Rua do Colombo guardava nenhuma comédia, mas pelo menos três tragédias. O homem da última casa que nunca falava com ninguém. Quando saía era somente pra ir ao mercado.  Um terreno baldio, onde um cavalo pastava. A penúltima casa era duma velha que sofria de doença celíaca. Outro terreno vazio que tinha um pé de Acássia solitário, plantado no meio da grama. Findava a rua com a primeira casa, da menina triste da janela. Na cozinha, da casa do meio, uma cadeira de balanço aproveitava o silêncio da manhã, e a despeito dos pardais pipilando diziam assim mesmo: ren-ren... O teto havia se chegado, pintado de um verde claro se valia da luz diurna pra definir a geladeira, o fogão de estanho, o guarda-louça antigo. Junto das xícaras e taças de cristal, um descanso de cachimbo de porcelana com duas piteiras nodoadas de fumo, um dia pertencera a Seu Firmino, o marido barbeiro que fora embora, fazia anos.
          
Eis que vinha vindo, o dia de natal. A menina da casa do meio permanecia na janela de grades de ferro, fechada. Deixando ainda mais triste seu rosto triste. Sendo porém tempo de natal, era tristeza boa, sincera. Um cavalo pastava no terreno baldio. Por que sentia tanto medo?  Tinha medo, do olho negro do cavalo. No que pensava o cavalo? Aquele olho lhe ia tão dentro de si. Nos recônditos porões da sua existência a tentar desvendar profusos segredos. De beijos forçados, beijos proibidos. Coisas que sua mãe, nunca deveria saber, jamais. Tinha medo. O professor de música um dia abusara dela. Preferia morrer a ver algo tão abominável exposto. E odiava-se por isso, sentia-se culpada.

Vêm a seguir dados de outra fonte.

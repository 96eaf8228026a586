use std::path::PathBuf;
use std::time::Duration;

use anyhow::{Result, bail};
use clap::Parser;

use deribit_options::PipelineConfig;
use deribit_options::fetch::{FetchConfig, Network};
use deribit_options::storage::{DEFAULT_SQLITE_PATH, MySqlConfig, StorageConfig};

/// Env var holding the MySQL password. Unset means an empty password.
pub const MYSQL_PASSWORD_ENV: &str = "DERIBIT_MYSQL_PASSWORD";

/// Fetch BTC option instruments from Deribit, keep the first expiry cohort,
/// and save it to an `options` table.
#[derive(Parser, Debug)]
#[command(name = "deribit-options", version, about)]
pub struct Cli {
    /// Storage backend: sqlite (default) or mysql
    #[arg(long, default_value = "sqlite")]
    pub backend: String,

    /// SQLite database file
    #[arg(long, default_value = DEFAULT_SQLITE_PATH)]
    pub db_path: PathBuf,

    /// MySQL host
    #[arg(long, default_value = "localhost")]
    pub mysql_host: String,

    /// MySQL port
    #[arg(long, default_value = "3306")]
    pub mysql_port: u16,

    /// MySQL user (password is read from DERIBIT_MYSQL_PASSWORD)
    #[arg(long, default_value = "root")]
    pub mysql_user: String,

    /// MySQL database name
    #[arg(long, default_value = "deribit_db")]
    pub mysql_database: String,

    /// Deribit environment to query (testnet or mainnet)
    #[arg(long, default_value = "testnet")]
    pub network: String,

    /// HTTP request timeout in seconds
    #[arg(long, default_value = "30")]
    pub timeout_secs: u64,
}

impl Cli {
    pub fn into_config(self) -> Result<PipelineConfig> {
        let password = std::env::var(MYSQL_PASSWORD_ENV).unwrap_or_default();
        self.into_config_with_password(password)
    }

    fn into_config_with_password(self, password: String) -> Result<PipelineConfig> {
        let network = match self.network.to_lowercase().as_str() {
            "testnet" => Network::Testnet,
            "mainnet" => Network::Mainnet,
            other => bail!("Invalid network '{other}'. Use 'testnet' or 'mainnet'."),
        };

        let storage = match self.backend.to_lowercase().as_str() {
            "sqlite" => StorageConfig::sqlite(self.db_path),
            "mysql" => StorageConfig::MySql(MySqlConfig {
                host: self.mysql_host,
                port: self.mysql_port,
                user: self.mysql_user,
                password,
                database: self.mysql_database,
                ..MySqlConfig::default()
            }),
            other => bail!("Invalid backend '{other}'. Use 'sqlite' or 'mysql'."),
        };

        let fetch = FetchConfig {
            timeout: Duration::from_secs(self.timeout_secs),
            ..FetchConfig::for_network(network)
        };

        Ok(PipelineConfig { fetch, storage })
    }
}
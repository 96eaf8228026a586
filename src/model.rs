use std::fmt;

use serde::{Deserialize, Serialize};

/// Call or put, as reported by the exchange.
#[derive(Debug, Clone, Copy, PartialEq, Eq, Hash, Serialize, Deserialize)]
#[serde(rename_all = "lowercase")]
pub enum OptionType {
    Call,
    Put,
}

impl OptionType {
    pub fn as_str(&self) -> &'static str {
        match self {
            OptionType::Call => "call",
            OptionType::Put => "put",
        }
    }
}

impl fmt::Display for OptionType {
    fn fmt(&self, f: &mut fmt::Formatter<'_>) -> fmt::Result {
        f.write_str(self.as_str())
    }
}

/// One option instrument from `get_instruments`.
///
/// Only the five persisted fields are decoded; everything else in the
/// exchange payload (tick sizes, contract size, creation time, ...) is ignored.
#[derive(Debug, Clone, PartialEq, Serialize, Deserialize)]
pub struct InstrumentRecord {
    /// Exchange identifier, e.g. `BTC-27JUN25-100000-C`.
    pub instrument_name: String,
    pub strike: f64,
    /// Expiry in exchange units (milliseconds). Compared for equality only.
    pub expiration_timestamp: i64,
    pub option_type: OptionType,
    pub min_trade_amount: f64,
}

As pessoas têm o costume de julgar a partir de um lado apenas das verdades. Sabia disso pelos comentários. -Por que Adelaide era uma menina tão arredia? Na escola, na igreja, no parque da praça. Chegava a evitar o contato com as coleguinhas. Não dava pra entender porque não queria participar de nada. A professora tocou-lhe enquanto estava distraída e instintivamente ela a repudiou, foi traumático. Uma vez, dentro da biblioteca municipal, se atracou com Dulce sua melhor amiga. Só porque tomou de sua mão um livro que pegara primeiro. Na aula de catecismo irmã Flora conversou com ela. Adelaide voltaria pra casa ainda mais triste. A bolsa dos livros fortemente apertada contra o peito. A mãe reclamava pela demora no banheiro. Mal sabia que se trancava ali, quando queria chorar. Despia-se e ficava num canto abraçando a si mesmo. Sentia-se suja. O chuveiro prolongado, e esfregava-se com tanta força que chegava a machucar a pele. Odioso contato do professor, odiosos beijos.

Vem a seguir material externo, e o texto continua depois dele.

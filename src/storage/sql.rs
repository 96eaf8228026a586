//! SQL text for the `options` table, per backend.
//!
//! Both dialects keep the five instrument columns with the same names and
//! types, plus `batch_id` and a uniqueness constraint on `instrument_name`
//! so that re-running the pipeline replaces rows instead of duplicating them.

pub const SQLITE_CREATE_TABLE: &str = "
    CREATE TABLE IF NOT EXISTS options (
        instrument_name      TEXT NOT NULL,
        strike               REAL,
        expiration_timestamp INTEGER,
        option_type          TEXT,
        min_trade_amount     REAL,
        batch_id             TEXT,
        UNIQUE (instrument_name)
    );
";

pub const SQLITE_UPSERT: &str = "
    INSERT INTO options (
        instrument_name, strike, expiration_timestamp, option_type, min_trade_amount, batch_id
    ) VALUES (?1, ?2, ?3, ?4, ?5, ?6)
    ON CONFLICT (instrument_name) DO UPDATE SET
        strike               = excluded.strike,
        expiration_timestamp = excluded.expiration_timestamp,
        option_type          = excluded.option_type,
        min_trade_amount     = excluded.min_trade_amount,
        batch_id             = excluded.batch_id
";

// Legacy five-column `options` tables get plain appends.
pub const SQLITE_INSERT: &str = "
    INSERT INTO options (
        instrument_name, strike, expiration_timestamp, option_type, min_trade_amount
    ) VALUES (?1, ?2, ?3, ?4, ?5)
";

/// `(batch_id columns, single-column unique keys on instrument_name)`.
pub const SQLITE_TABLE_LAYOUT: &str = "
    SELECT
        (SELECT count(*) FROM pragma_table_info('options') WHERE name = 'batch_id'),
        (SELECT count(*) FROM pragma_index_list('options') AS il
          WHERE il.\"unique\" = 1
            AND (SELECT count(*) FROM pragma_index_info(il.name)) = 1
            AND (SELECT name FROM pragma_index_info(il.name)) = 'instrument_name')
";

pub const MYSQL_CREATE_TABLE: &str = "
    CREATE TABLE IF NOT EXISTS options (
        instrument_name      VARCHAR(255) NOT NULL,
        strike               REAL,
        expiration_timestamp BIGINT,
        option_type          VARCHAR(50),
        min_trade_amount     REAL,
        batch_id             CHAR(36),
        UNIQUE KEY uq_options_instrument_name (instrument_name)
    )
";

// VALUES() rather than a row alias so MariaDB accepts it too.
pub const MYSQL_UPSERT: &str = "
    INSERT INTO options (
        instrument_name, strike, expiration_timestamp, option_type, min_trade_amount, batch_id
    ) VALUES (?, ?, ?, ?, ?, ?)
    ON DUPLICATE KEY UPDATE
        strike               = VALUES(strike),
        expiration_timestamp = VALUES(expiration_timestamp),
        option_type          = VALUES(option_type),
        min_trade_amount     = VALUES(min_trade_amount),
        batch_id             = VALUES(batch_id)
";

pub const MYSQL_INSERT: &str = "
    INSERT INTO options (
        instrument_name, strike, expiration_timestamp, option_type, min_trade_amount
    ) VALUES (?, ?, ?, ?, ?)
";

/// Same shape as `SQLITE_TABLE_LAYOUT`, from `information_schema`.
pub const MYSQL_TABLE_LAYOUT: &str = "
    SELECT
        (SELECT COUNT(*) FROM information_schema.COLUMNS
          WHERE TABLE_SCHEMA = DATABASE() AND TABLE_NAME = 'options'
            AND COLUMN_NAME = 'batch_id'),
        (SELECT COUNT(*) FROM information_schema.STATISTICS s
          WHERE s.TABLE_SCHEMA = DATABASE() AND s.TABLE_NAME = 'options'
            AND s.NON_UNIQUE = 0 AND s.SEQ_IN_INDEX = 1
            AND s.COLUMN_NAME = 'instrument_name'
            AND NOT EXISTS (
                SELECT 1 FROM information_schema.STATISTICS s2
                 WHERE s2.TABLE_SCHEMA = s.TABLE_SCHEMA AND s2.TABLE_NAME = s.TABLE_NAME
                   AND s2.INDEX_NAME = s.INDEX_NAME AND s2.SEQ_IN_INDEX > 1))
";
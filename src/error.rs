use thiserror::Error;

use crate::pipeline::PipelineState;

pub type BoxError = Box<dyn std::error::Error + Send + Sync>;

/// Failures of the instrument fetch stage.
#[derive(Debug, Error)]
pub enum FetchError {
    /// Host unreachable, transport failure, or a non-2xx status.
    #[error("network error fetching {url}: {message}")]
    Network {
        url: String,
        status: Option<u16>,
        message: String,
    },

    /// Body is not JSON, or has no `result` array of instruments.
    #[error("unexpected response from {url}: {message}")]
    Decode { url: String, message: String },
}

impl FetchError {
    /// HTTP status of the failed response, if one was received.
    pub fn status(&self) -> Option<u16> {
        match self {
            FetchError::Network { status, .. } => *status,
            FetchError::Decode { .. } => None,
        }
    }
}

/// Failures of the storage sink. Every variant aborts the run.
#[derive(Debug, Error)]
pub enum StoreError {
    #[error("failed to connect to {target}")]
    Connection {
        target: String,
        #[source]
        source: BoxError,
    },

    #[error("failed to set up `options` table")]
    Schema(#[source] BoxError),

    #[error("failed to insert instrument `{instrument_name}`")]
    Insert {
        instrument_name: String,
        #[source]
        source: BoxError,
    },

    #[error("failed to {action} transaction")]
    Transaction {
        action: &'static str,
        #[source]
        source: BoxError,
    },
}

impl StoreError {
    pub fn connection(target: impl Into<String>, source: impl Into<BoxError>) -> Self {
        StoreError::Connection {
            target: target.into(),
            source: source.into(),
        }
    }

    pub fn schema(source: impl Into<BoxError>) -> Self {
        StoreError::Schema(source.into())
    }

    pub fn insert(instrument_name: &str, source: impl Into<BoxError>) -> Self {
        StoreError::Insert {
            instrument_name: instrument_name.to_string(),
            source: source.into(),
        }
    }

    pub fn transaction(action: &'static str, source: impl Into<BoxError>) -> Self {
        StoreError::Transaction {
            action,
            source: source.into(),
        }
    }
}

/// Error that aborted a pipeline run.
#[derive(Debug, Error)]
pub enum PipelineError {
    #[error(transparent)]
    Fetch(#[from] FetchError),

    #[error(transparent)]
    Store(#[from] StoreError),
}

impl PipelineError {
    /// Last state the driver reached before aborting.
    pub fn stage(&self) -> PipelineState {
        match self {
            PipelineError::Fetch(_) => PipelineState::Start,
            PipelineError::Store(StoreError::Connection { .. }) => PipelineState::Filtered,
            PipelineError::Store(_) => PipelineState::Connected,
        }
    }
}
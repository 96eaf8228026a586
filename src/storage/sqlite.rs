use std::path::PathBuf;
use std::time::Duration;

use async_trait::async_trait;
use log::{debug, warn};
use rusqlite::{Connection, params};

use super::{SinkConnection, StorageSink, WriteMode, sql};
use crate::error::StoreError;
use crate::model::InstrumentRecord;

/// Embedded-file backend.
pub struct SqliteSink {
    path: PathBuf,
    busy_timeout: Duration,
}

impl SqliteSink {
    pub fn new(path: impl Into<PathBuf>, busy_timeout: Duration) -> Self {
        SqliteSink {
            path: path.into(),
            busy_timeout,
        }
    }
}

#[async_trait]
impl StorageSink for SqliteSink {
    fn describe(&self) -> String {
        format!("sqlite:{}", self.path.display())
    }

    async fn connect(&self) -> Result<Box<dyn SinkConnection>, StoreError> {
        let target = self.describe();

        // The parent directory is not created: a bad path is a connection failure.
        let conn = Connection::open(&self.path).map_err(|e| StoreError::connection(&target, e))?;
        conn.busy_timeout(self.busy_timeout)
            .map_err(|e| StoreError::connection(&target, e))?;

        // Opening is lazy; read the schema once so that a file that is not a
        // database fails here and not mid-batch.
        conn.query_row("SELECT count(*) FROM sqlite_master", [], |row| row.get::<_, i64>(0))
            .map_err(|e| StoreError::connection(&target, e))?;

        // Take the write lock now. Another run holding it past the busy
        // timeout is a connection failure, not a failed batch.
        conn.execute_batch("BEGIN IMMEDIATE")
            .map_err(|e| StoreError::connection(&target, e))?;

        debug!("opened {target} with write lock");
        Ok(Box::new(SqliteSession { conn, mode: None }))
    }
}

/// Holds an open `BEGIN IMMEDIATE` transaction from connect until
/// commit, rollback, or drop.
struct SqliteSession {
    conn: Connection,
    mode: Option<WriteMode>,
}

impl SqliteSession {
    fn write_mode(&mut self) -> Result<WriteMode, StoreError> {
        if let Some(mode) = self.mode {
            return Ok(mode);
        }
        let (batch_id_columns, unique_name_keys): (i64, i64) = self
            .conn
            .query_row(sql::SQLITE_TABLE_LAYOUT, [], |row| Ok((row.get(0)?, row.get(1)?)))
            .map_err(StoreError::schema)?;

        let mode = WriteMode::for_layout(batch_id_columns > 0, unique_name_keys > 0);
        if mode == WriteMode::Append {
            warn!("`options` table has no batch_id/unique instrument_name; appending rows");
        }
        self.mode = Some(mode);
        Ok(mode)
    }

    fn finish(self, statement: &'static str, action: &'static str) -> Result<(), StoreError> {
        let result = self
            .conn
            .execute_batch(statement)
            .map_err(|e| StoreError::transaction(action, e));

        if let Err((_, e)) = self.conn.close() {
            warn!("closing sqlite connection: {e}");
        }
        result
    }
}

#[async_trait]
impl SinkConnection for SqliteSession {
    async fn ensure_schema(&mut self) -> Result<(), StoreError> {
        self.conn
            .execute_batch(sql::SQLITE_CREATE_TABLE)
            .map_err(StoreError::schema)?;
        self.mode = None;
        self.write_mode().map(|_| ())
    }

    async fn insert_batch(
        &mut self,
        batch_id: &str,
        records: &[InstrumentRecord],
    ) -> Result<usize, StoreError> {
        let mode = self.write_mode()?;
        let statement = match mode {
            WriteMode::Upsert => sql::SQLITE_UPSERT,
            WriteMode::Append => sql::SQLITE_INSERT,
        };
        let mut stmt = self.conn.prepare_cached(statement).map_err(StoreError::schema)?;

        let mut written = 0;
        for record in records {
            let result = match mode {
                WriteMode::Upsert => stmt.execute(params![
                    record.instrument_name,
                    record.strike,
                    record.expiration_timestamp,
                    record.option_type.as_str(),
                    record.min_trade_amount,
                    batch_id,
                ]),
                WriteMode::Append => stmt.execute(params![
                    record.instrument_name,
                    record.strike,
                    record.expiration_timestamp,
                    record.option_type.as_str(),
                    record.min_trade_amount,
                ]),
            };
            result.map_err(|e| StoreError::insert(&record.instrument_name, e))?;
            written += 1;
        }

        debug!("staged {written} rows for batch {batch_id} ({mode:?})");
        Ok(written)
    }

    async fn commit(self: Box<Self>) -> Result<(), StoreError> {
        (*self).finish("COMMIT", "commit")
    }

    async fn rollback(self: Box<Self>) -> Result<(), StoreError> {
        (*self).finish("ROLLBACK", "roll back")
    }
}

Lá longe, muito além donde as vistas podiam alcançar. Eis que vinha vindo, o dia de natal. Talvez para além do fim do mundo, estivesse chovendo. E o vento na sua intrépida altivez viesse perguntar: -Tá sentindo? E a menina devolveria a pergunta: -Sentindo o quê? -Cheiro de natal? -E natal tem cheiro? E ouviria o vento a dizer que: -Lá longe, muito além donde as vistas podiam alcançar, também o natal era triste. A mãe da menina, chata como toda mãe devia ser, lembrou de suas obrigações. No silêncio da janela, acabou mal-dizendo das mães que achavam que filhas eram suas propriedades, das quais podiam usar a seu bel-prazer. Revisou mentalmente o que tinha pra fazer. Recolher os panos no varal, porque Deus prometia chuva. E quando Deus prometia dificilmente esquecia de seus compromissos. Mas como era natal talvez ele estivesse muito ocupado devido a quantidade de pedidos aumentada. Em papai Noel deixara de acreditar fazia três anos, desde o ano que seu pai falecera. Quando ela tinha só nove anos de idade. O vento frio soprando forte na vidraça aberta, veio lembrar-lhe de ir colocar as galinhas e os pintinhos no grajau. Recolher os ovos da poedeira. O chiqueiro dos cágados carecendo de reforma, mas só quando tio Jonas viesse somente ele pra ajudar nos reparos. Numa casa onde só duas mulheres viviam tanta falta fazia o esteio da casa. Sua vó dizia: -Minha “filha” nunca queira ficar velha nem viúva! Será o fim... E não concluía a frase. Fim de que vó? Fim da vida? Fim do sonho? Fim do mundo? Talvez fosse isso. A Rua do Colombo, talvez fosse o fim do mundo.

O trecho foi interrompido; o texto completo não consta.